Unreservedly İle İlgili Cümleler İngilizce Cümle İçinde Kullanımı
Unreservedly
Unreservedly, Türkçe’de “şartsız olarak” anlamına gelir. Bir şeyi tamamen ve kesinlikle kabul etmek veya yapmak anlamında kullanılır.
Örnek cümleler:
- I unreservedly apologize for my behavior last night. (Dün geceki davranışımdan dolayı şartsız olarak özür dilerim.)
- She unreservedly supported her friend’s decision. (Arkadaşının kararını şartsız olarak destekledi.)
- The company unreservedly admitted their mistake. (Şirketleri hatalarını şartsız olarak kabul etti.)
- He gave his unreservedly approval to the proposal. (Öneriye şartsız olarak onay verdi.)
- The coach praised the player unreservedly for his performance. (Antrenör, oyuncunun performansı için şartsız bir şekilde övdü.)
- The teacher unreservedly commended her student for his hard work. (Öğretmen, öğrencisinin çalışkanlığı için şartsız bir şekilde övgüde bulundu.)
- The audience applauded unreservedly at the end of the play. (Oyunun sonunda seyirci şartsız bir şekilde alkışladı.)
- She gave her unreservedly support to the charity organization. (Hayır kuruluşuna şartsız olarak destek verdi.)

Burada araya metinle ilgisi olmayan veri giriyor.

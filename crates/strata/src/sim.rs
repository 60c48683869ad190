//! # Tick Orchestrator
//!
//! [`Simulation`] owns the whole world and advances it one fixed step
//! per [`Simulation::tick`] call.
//!
//! ## Lifecycle
//!
//! A new simulation starts in the `Generating` phase and runs one cave
//! generation phase per tick, so a host can draw a progress bar while
//! the map carves itself. When the last phase lands, the blueprint is
//! sealed, a spawn cell is chosen, the initial sector window streams
//! in, and the simulation flips to `Running`. A seed whose terrain has
//! no standable spawn fails the transition; the simulation is then
//! spent and every further call errors.
//!
//! ## Tick Order (Running)
//!
//! Restream sectors, settle granular blocks, move the player, apply
//! mining and placement, advance drops, follow with the camera. The
//! order is load-bearing: settling sees the grid before the player
//! edits it, and drops see the edits from the same tick.

use rand::Rng;
use rand_chacha::ChaCha8Rng;
use thiserror::Error;

use strata_core::{Aabb, Vec2, WorldConfig};
use strata_procedural::{pick_spawn, Blueprint, CaveGenerator, GenError, GenProgress, WorldSeed};

use crate::camera::Camera;
use crate::events::{EventQueue, WorldEvent};
use crate::gameplay::drops::{self, DropSet};
use crate::gameplay::player::Player;
use crate::gameplay::settle::Settler;
use crate::physics;
use crate::world::grid::{MineOutcome, WorldGrid};

/// Errors that end a simulation.
#[derive(Error, Debug, Clone, PartialEq)]
pub enum SimError {
    /// World generation or the spawn search failed.
    #[error("world generation failed: {0}")]
    Generation(#[from] GenError),

    /// A previous failure left the simulation unusable.
    #[error("simulation already failed and cannot continue")]
    Spent,
}

/// Result type for simulation operations.
pub type SimResult<T> = Result<T, SimError>;

/// Which stage of its life the simulation is in.
#[derive(Clone, Copy, Debug, PartialEq, Eq)]
pub enum SimPhase {
    /// The cave generator is still carving the map.
    Generating,
    /// The world is live and playable.
    Running,
}

/// The host's intent for one tick.
///
/// Cursor positions are in world pixels; hosts convert from screen
/// space with [`Camera::screen_to_world`].
#[derive(Clone, Copy, Debug, Default, PartialEq)]
pub struct InputFrame {
    /// Move left this tick.
    pub left: bool,
    /// Move right this tick.
    pub right: bool,
    /// Try to jump this tick.
    pub jump: bool,
    /// Swing at this world-pixel position.
    pub mine_at: Option<Vec2>,
    /// Place the selected block at this world-pixel position.
    pub place_at: Option<Vec2>,
    /// Advance the inventory selection to the next held kind.
    pub cycle_selection: bool,
}

/// Lifetime counters, exposed for HUDs and the headless harness.
#[derive(Clone, Copy, Debug, Default, PartialEq, Eq)]
pub struct SimStats {
    /// Ticks executed in the `Running` phase.
    pub ticks: u64,
    /// Blocks destroyed by mining.
    pub blocks_mined: u32,
    /// Blocks placed from the inventory.
    pub blocks_placed: u32,
    /// Drops merged into the inventory.
    pub drops_collected: u32,
    /// Drops culled out of view or bounds.
    pub drops_culled: u32,
    /// Granular blocks released into movers.
    pub granular_woken: u32,
    /// Movers written back as tiles.
    pub granular_settled: u32,
    /// Movers that fell out of the world.
    pub granular_lost: u32,
    /// Dirt tiles converted to grass.
    pub grass_grown: u32,
    /// Streaming sector boundary crossings.
    pub sectors_crossed: u32,
}

/// The live half of the simulation, built once generation finishes.
#[derive(Debug)]
struct RunningWorld {
    grid: WorldGrid,
    player: Player,
    drops: DropSet,
    settler: Settler,
    camera: Camera,
    /// Seed-derived stream for drop-spawn jitter.
    jitter_rng: ChaCha8Rng,
}

#[derive(Debug)]
enum Lifecycle {
    Generating(CaveGenerator),
    Running(Box<RunningWorld>),
    Spent,
}

/// The whole sandbox world behind one tick-driven handle.
#[derive(Debug)]
pub struct Simulation {
    config: WorldConfig,
    seed: WorldSeed,
    lifecycle: Lifecycle,
    events: EventQueue,
    stats: SimStats,
}

impl Simulation {
    /// Creates a simulation that will generate its world tick by tick.
    ///
    /// # Errors
    ///
    /// Returns a configuration error wrapped in [`SimError::Generation`]
    /// when the config fails validation.
    pub fn new(config: &WorldConfig, seed: WorldSeed) -> SimResult<Self> {
        let generator = CaveGenerator::new(config, seed)?;
        Ok(Self {
            config: config.clone(),
            seed,
            lifecycle: Lifecycle::Generating(generator),
            events: EventQueue::new(),
            stats: SimStats::default(),
        })
    }

    /// Creates a simulation over a ready-made blueprint, skipping
    /// generation. Used by tests and tools that need exact terrain.
    ///
    /// # Errors
    ///
    /// Returns [`SimError::Generation`] for an invalid config or a
    /// blueprint with no standable spawn cell.
    pub fn with_blueprint(
        config: &WorldConfig,
        seed: WorldSeed,
        blueprint: Blueprint,
    ) -> SimResult<Self> {
        config.validate().map_err(GenError::Config)?;
        let world = start_world(config, seed, blueprint)?;
        Ok(Self {
            config: config.clone(),
            seed,
            lifecycle: Lifecycle::Running(Box::new(world)),
            events: EventQueue::new(),
            stats: SimStats::default(),
        })
    }

    /// Which stage of its life the simulation is in.
    ///
    /// A spent simulation still reports `Generating`; its next tick
    /// returns the error again.
    #[must_use]
    pub fn phase(&self) -> SimPhase {
        match self.lifecycle {
            Lifecycle::Running(_) => SimPhase::Running,
            Lifecycle::Generating(_) | Lifecycle::Spent => SimPhase::Generating,
        }
    }

    /// Generation progress, while generating.
    #[must_use]
    pub fn progress(&self) -> Option<GenProgress> {
        match &self.lifecycle {
            Lifecycle::Generating(generator) => Some(generator.progress()),
            _ => None,
        }
    }

    /// Lifetime counters.
    #[must_use]
    pub const fn stats(&self) -> &SimStats {
        &self.stats
    }

    /// The seed this world derives from.
    #[must_use]
    pub const fn seed(&self) -> WorldSeed {
        self.seed
    }

    /// Drains the events queued since the last drain.
    pub fn take_events(&mut self) -> Vec<WorldEvent> {
        self.events.take()
    }

    /// The live grid, once running.
    #[must_use]
    pub fn world(&self) -> Option<&WorldGrid> {
        match &self.lifecycle {
            Lifecycle::Running(world) => Some(&world.grid),
            _ => None,
        }
    }

    /// Mutable access to the live grid, once running.
    pub fn world_mut(&mut self) -> Option<&mut WorldGrid> {
        match &mut self.lifecycle {
            Lifecycle::Running(world) => Some(&mut world.grid),
            _ => None,
        }
    }

    /// The player, once running.
    #[must_use]
    pub fn player(&self) -> Option<&Player> {
        match &self.lifecycle {
            Lifecycle::Running(world) => Some(&world.player),
            _ => None,
        }
    }

    /// Mutable access to the player, once running.
    pub fn player_mut(&mut self) -> Option<&mut Player> {
        match &mut self.lifecycle {
            Lifecycle::Running(world) => Some(&mut world.player),
            _ => None,
        }
    }

    /// The live drops, once running.
    #[must_use]
    pub fn drops(&self) -> Option<&DropSet> {
        match &self.lifecycle {
            Lifecycle::Running(world) => Some(&world.drops),
            _ => None,
        }
    }

    /// The camera, once running.
    #[must_use]
    pub fn camera(&self) -> Option<&Camera> {
        match &self.lifecycle {
            Lifecycle::Running(world) => Some(&world.camera),
            _ => None,
        }
    }

    /// Advances the world one step and reports the phase it is now in.
    ///
    /// While generating, one tick runs one generation phase and the
    /// input frame is ignored.
    ///
    /// # Errors
    ///
    /// Returns [`SimError::Generation`] if the finished terrain offers
    /// no spawn cell, and [`SimError::Spent`] on every call after that.
    pub fn tick(&mut self, input: &InputFrame) -> SimResult<SimPhase> {
        match &mut self.lifecycle {
            Lifecycle::Generating(generator) => {
                generator.step();
                if generator.is_done() {
                    self.go_live()?;
                }
                Ok(self.phase())
            }
            Lifecycle::Running(world) => {
                run_tick(
                    world,
                    input,
                    &self.config,
                    &mut self.events,
                    &mut self.stats,
                );
                Ok(SimPhase::Running)
            }
            Lifecycle::Spent => Err(SimError::Spent),
        }
    }

    /// Seals the blueprint and brings the world up.
    fn go_live(&mut self) -> SimResult<()> {
        let Lifecycle::Generating(generator) =
            std::mem::replace(&mut self.lifecycle, Lifecycle::Spent)
        else {
            return Err(SimError::Spent);
        };
        let blueprint = generator.try_finish()?;
        let world = start_world(&self.config, self.seed, blueprint)?;
        self.lifecycle = Lifecycle::Running(Box::new(world));
        Ok(())
    }
}

/// Builds the running world: spawn search, initial streaming, camera.
fn start_world(
    config: &WorldConfig,
    seed: WorldSeed,
    blueprint: Blueprint,
) -> Result<RunningWorld, GenError> {
    let (spawn_x, spawn_y) = pick_spawn(&blueprint, config.horizon, seed)?;

    // The spawn cell's floor is at (spawn_y + 1) tiles; the player is a
    // tile and a half tall, so their feet land exactly on it.
    #[allow(clippy::cast_precision_loss)]
    let spawn = Vec2::new(
        spawn_x as f32 * config.tile_size,
        spawn_y as f32 * config.tile_size - config.tile_size * 0.5,
    );
    let player = Player::new(spawn, config);

    let mut grid = WorldGrid::new(config, blueprint);
    let sector = grid.sector_of_x(player.center().x);
    let loaded = grid.materialize_initial(sector);

    let mut camera = Camera::new(
        Vec2::new(config.view_width, config.view_height),
        Vec2::new(config.width_px(), config.height_px()),
    );
    camera.follow(player.center());

    tracing::info!(
        seed = seed.value(),
        spawn_x,
        spawn_y,
        sector,
        loaded,
        "world is live"
    );

    Ok(RunningWorld {
        grid,
        player,
        drops: DropSet::new(),
        settler: Settler::new(),
        camera,
        // Purpose 3: drop-spawn jitter stream
        jitter_rng: seed.derive(3).rng(),
    })
}

/// One running-phase step.
fn run_tick(
    world: &mut RunningWorld,
    input: &InputFrame,
    config: &WorldConfig,
    events: &mut EventQueue,
    stats: &mut SimStats,
) {
    restream_around_player(world, events, stats);

    let settle = world.settler.update(&mut world.grid, config, events);
    stats.granular_woken += settle.woken;
    stats.granular_settled += settle.settled;
    stats.granular_lost += settle.lost;
    stats.grass_grown += settle.grass_grown;

    world.player.apply_movement(input.left, input.right, config);
    if input.jump {
        world.player.try_jump(&world.grid, config);
    }
    physics::step_body(&mut world.player.body, &world.grid, config);

    if let Some(cursor) = input.mine_at {
        mine_at(world, cursor, config, events, stats);
    }
    if let Some(cursor) = input.place_at {
        place_at(world, cursor, events, stats);
    }
    if input.cycle_selection {
        world.player.inventory.cycle();
    }

    let view = world.camera.view_rect();
    let report = world
        .drops
        .update(&world.grid, &mut world.player, view, config, events);
    stats.drops_collected += report.collected;
    stats.drops_culled += report.culled;

    world.camera.follow(world.player.center());
    stats.ticks += 1;
}

/// Streams the sector window after the player's movement last tick.
fn restream_around_player(world: &mut RunningWorld, events: &mut EventQueue, stats: &mut SimStats) {
    let sector = world.grid.sector_of_x(world.player.center().x);
    let from = world.grid.current_sector();
    if sector != from {
        world.grid.restream(sector);
        events.push(WorldEvent::SectorChanged { from, to: sector });
        stats.sectors_crossed += 1;
    }
}

/// One mining swing at a cursor position.
fn mine_at(
    world: &mut RunningWorld,
    cursor: Vec2,
    config: &WorldConfig,
    events: &mut EventQueue,
    stats: &mut SimStats,
) {
    let (tx, ty) = world.grid.target_tile(cursor);
    match world.grid.mine(tx, ty) {
        MineOutcome::Nothing => {}
        MineOutcome::Damaged { kind, hits_left } => {
            events.push(WorldEvent::BlockDamaged {
                kind,
                tile: (tx, ty),
                hits_left,
            });
        }
        MineOutcome::Destroyed { kind, center } => {
            stats.blocks_mined += 1;
            events.push(WorldEvent::BlockMined {
                kind,
                tile: (tx, ty),
            });
            let jitter = world
                .jitter_rng
                .gen_range(-drops::SPAWN_JITTER..drops::SPAWN_JITTER);
            world.drops.spawn(kind, center, jitter, config, events);
        }
    }
}

/// One placement attempt at a cursor position.
///
/// A cell the player's body overlaps is refused; a block may not be
/// placed inside them.
fn place_at(
    world: &mut RunningWorld,
    cursor: Vec2,
    events: &mut EventQueue,
    stats: &mut SimStats,
) {
    let (tx, ty) = world.grid.target_tile(cursor);
    let cell = Aabb::from_tile(tx, ty, world.grid.tile_size());
    if cell.overlaps(&world.player.body.aabb()) {
        return;
    }
    if let Some(kind) = world
        .grid
        .place_from_inventory(tx, ty, &mut world.player.inventory)
    {
        stats.blocks_placed += 1;
        events.push(WorldEvent::BlockPlaced {
            kind,
            tile: (tx, ty),
        });
    }
}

- He expressed his unreservedly admiration for his favorite author. (En sevdiği yazarı için şartsız bir şekilde hayranlığını ifade etti.)

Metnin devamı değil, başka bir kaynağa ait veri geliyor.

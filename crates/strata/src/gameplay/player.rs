//! # Player
//!
//! The player is a physics body with an inventory. Horizontal motion is
//! acceleration-plus-friction rather than direct velocity control,
//! which gives the slight slide the movement feel depends on; jumping
//! is gated by a one-pixel ground probe so walls cannot be climbed by
//! holding the key.

use strata_core::{Vec2, WorldConfig};

use crate::gameplay::inventory::Inventory;
use crate::physics::{self, BodyCaps, PhysicsBody};
use crate::world::grid::WorldGrid;

/// The player entity.
#[derive(Clone, Debug)]
pub struct Player {
    /// The player's physics body (1 x 1.5 tiles).
    pub body: PhysicsBody,
    /// Collected materials.
    pub inventory: Inventory,
}

impl Player {
    /// Creates a player standing at a world-pixel position.
    #[must_use]
    pub fn new(pos: Vec2, config: &WorldConfig) -> Self {
        Self {
            body: PhysicsBody::new(
                pos,
                config.player_size(),
                BodyCaps::GRAVITY.with(BodyCaps::COLLIDE),
            ),
            inventory: Inventory::new(config.inventory_cap),
        }
    }

    /// The player's center point, the anchor for camera follow,
    /// drop magnetism, and cursor targeting.
    #[must_use]
    pub fn center(&self) -> Vec2 {
        self.body.center()
    }

    /// Applies one tick of held movement input.
    ///
    /// Acceleration is input times speed plus velocity-proportional
    /// friction; the equilibrium of the two sets the top speed.
    pub fn apply_movement(&mut self, left: bool, right: bool, config: &WorldConfig) {
        let input = f32::from(i8::from(right) - i8::from(left));
        self.body.acc.x = input * config.player_speed + self.body.vel.x * config.player_friction;
    }

    /// Jumps if the player stands on solid ground.
    ///
    /// Returns whether the jump happened.
    pub fn try_jump(&mut self, grid: &WorldGrid, config: &WorldConfig) -> bool {
        if physics::is_grounded(&self.body, grid) {
            self.body.vel.y = -config.jump_speed;
            return true;
        }
        false
    }
}

#[cfg(test)]
mod tests {
    use super::*;
    use crate::physics::step_body;
    use strata_core::TileKind;
    use strata_procedural::Blueprint;

    fn test_config() -> WorldConfig {
        WorldConfig {
            width: 20,
            height: 12,
            horizon: 3,
            sector_width: 10,
            ..WorldConfig::default()
        }
    }

    fn floored_grid(config: &WorldConfig) -> WorldGrid {
        let mut bp = Blueprint::new(config.width, config.height);
        for x in 0..config.width {
            bp.set(x, 8, Some(TileKind::Stone));
        }
        let mut grid = WorldGrid::new(config, bp);
        grid.materialize_initial(0);
        grid
    }

    /// A player standing on the floor at column 4.
    fn standing_player(config: &WorldConfig) -> Player {
        // Floor top at y = 128, player is 24 px tall
        Player::new(Vec2::new(64.0, 104.0), config)
    }

    #[test]
    fn test_movement_reaches_a_top_speed() {
        let config = test_config();
        let grid = floored_grid(&config);
        let mut player = standing_player(&config);

        let mut previous = 0.0;
        for _ in 0..200 {
            player.apply_movement(false, true, &config);
            step_body(&mut player.body, &grid, &config);
            previous = player.body.vel.x;
        }
        // Friction balances input: v* = speed / |friction|
        let expected_top = config.player_speed / config.player_friction.abs();
        assert!((previous - expected_top).abs() < 0.2, "top speed ~{expected_top}, got {previous}");
    }

    #[test]
    fn test_friction_brakes_without_input() {
        let config = test_config();
        let grid = floored_grid(&config);
        let mut player = standing_player(&config);
        player.body.vel.x = 4.0;

        for _ in 0..200 {
            player.apply_movement(false, false, &config);
            step_body(&mut player.body, &grid, &config);
        }
        assert!(player.body.vel.x.abs() < 0.1, "player should coast to a stop");
    }

    #[test]
    fn test_jump_requires_ground() {
        let config = test_config();
        let grid = floored_grid(&config);

        let mut grounded = standing_player(&config);
        assert!(grounded.try_jump(&grid, &config));
        assert_eq!(grounded.body.vel.y, -config.jump_speed);

        let mut airborne = Player::new(Vec2::new(64.0, 40.0), &config);
        assert!(!airborne.try_jump(&grid, &config));
        assert_eq!(airborne.body.vel.y, 0.0);
    }

    #[test]
    fn test_jump_arc_returns_to_the_floor() {
        let config = test_config();
        let grid = floored_grid(&config);
        let mut player = standing_player(&config);
        let rest_y = player.body.pos.y;

        assert!(player.try_jump(&grid, &config));
        let mut peak = rest_y;
        let mut landed = false;
        for _ in 0..60 {
            player.apply_movement(false, false, &config);
            let outcome = step_body(&mut player.body, &grid, &config);
            peak = peak.min(player.body.pos.y);
            if outcome.hit_y && player.body.pos.y == rest_y {
                landed = true;
                break;
            }
        }
        assert!(peak < rest_y - 2.0 * config.tile_size, "jump should clear two tiles");
        assert!(landed, "player should land back on the floor");
    }
}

- The jury unreservedly declared the defendant guilty. (Jüri sanığı şartsız olarak suçlu buldu.)
- The team captain unreservedly accepted the blame for the loss. (Takım kaptanı kaybedişin suçunu şartsız olarak kabul etti.)

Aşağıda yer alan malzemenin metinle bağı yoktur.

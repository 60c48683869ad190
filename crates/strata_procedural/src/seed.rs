//! # World Seed
//!
//! One u64 from which every random decision in a session derives.
//!
//! ## Determinism Guarantee
//!
//! Given the same `WorldSeed`, generation, spawn choice, and drop jitter
//! produce **exactly** the same results on any platform, any time. The
//! cipher-based RNG avoids platform-dependent stream differences.

use rand::SeedableRng;
use rand_chacha::ChaCha8Rng;

/// World seed for deterministic generation.
///
/// All procedural streams derive from this seed.
#[derive(Clone, Copy, Debug, PartialEq, Eq, Hash)]
pub struct WorldSeed(u64);

impl WorldSeed {
    /// Creates a new world seed.
    #[inline]
    #[must_use]
    pub const fn new(seed: u64) -> Self {
        Self(seed)
    }

    /// Returns the raw seed value.
    #[inline]
    #[must_use]
    pub const fn value(self) -> u64 {
        self.0
    }

    /// Derives a sub-seed for a specific purpose (e.g., drop jitter).
    ///
    /// Uses a hash function to create independent streams from one seed.
    #[inline]
    #[must_use]
    pub const fn derive(self, purpose: u64) -> Self {
        // FNV-1a hash mixing
        let mut hash = self.0;
        hash ^= purpose;
        hash = hash.wrapping_mul(0x517c_c1b7_2722_0a95);
        hash ^= hash >> 32;
        Self(hash)
    }

    /// Builds the deterministic RNG stream for this seed.
    #[must_use]
    pub fn rng(self) -> ChaCha8Rng {
        ChaCha8Rng::seed_from_u64(self.0)
    }
}

impl Default for WorldSeed {
    fn default() -> Self {
        Self(0xD1C4_B100_D5ED_BEDD)
    }
}

#[cfg(test)]
mod tests {
    use super::*;
    use rand::RngCore;

    #[test]
    fn test_derive_is_deterministic() {
        let seed = WorldSeed::new(42);
        assert_eq!(seed.derive(7), seed.derive(7));
        assert_ne!(seed.derive(7), seed.derive(8));
        assert_ne!(seed.derive(7), seed);
    }

    #[test]
    fn test_distinct_seeds_distinct_streams() {
        let a = WorldSeed::new(1).derive(100);
        let b = WorldSeed::new(2).derive(100);
        assert_ne!(a, b);
    }

    #[test]
    fn test_rng_reproducibility() {
        let mut a = WorldSeed::new(42).rng();
        let mut b = WorldSeed::new(42).rng();
        for _ in 0..32 {
            assert_eq!(a.next_u64(), b.next_u64());
        }

        let mut c = WorldSeed::new(43).rng();
        let mut d = WorldSeed::new(42).rng();
        let differs = (0..32).any(|_| c.next_u64() != d.next_u64());
        assert!(differs, "distinct seeds should give distinct streams");
    }
}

- The politician unreservedly apologized for his offensive remarks. (Siyasetçi, aşağılayıcı sözleri için şartsız olarak özür diledi.)
- The CEO unreservedly thanked his employees for their hard work. (CEO, çalışanların çalışkanlığı için şartsız bir şekilde teşekkür etti.)
- The singer unreservedly dedicated the song to her fans. (Şarkıyı hayranlarına şartsız bir şekilde adadı.)
- The artist unreservedly expressed her emotions through her painting. (Sanatçı, resmiyle şartsız bir şekilde duygularını ifade etti.)
- The manager unreservedly admitted his mistake and took responsibility. (Yönetici hatasını şartsız olarak kabul etti ve sorumluluk aldı.)
- The teacher unreservedly encouraged her students to ask questions. (Öğretmen öğrencilerini soru sormaya şartsız olarak teşvik etti.)
- The chef unreservedly experimented with new flavors in his cooking. (Aşçı yemek pişirmede yeni tatlar denedi.)
- The author unreservedly poured her heart and soul into her writing. (Yazar, yazılarına şartsız bir şekilde kalbini ve ruhunu kattı.)
- The athlete unreservedly celebrated his victory with his teammates. (S
porcu, zaferini takım arkadaşlarıyla şartsız bir şekilde kutladı.)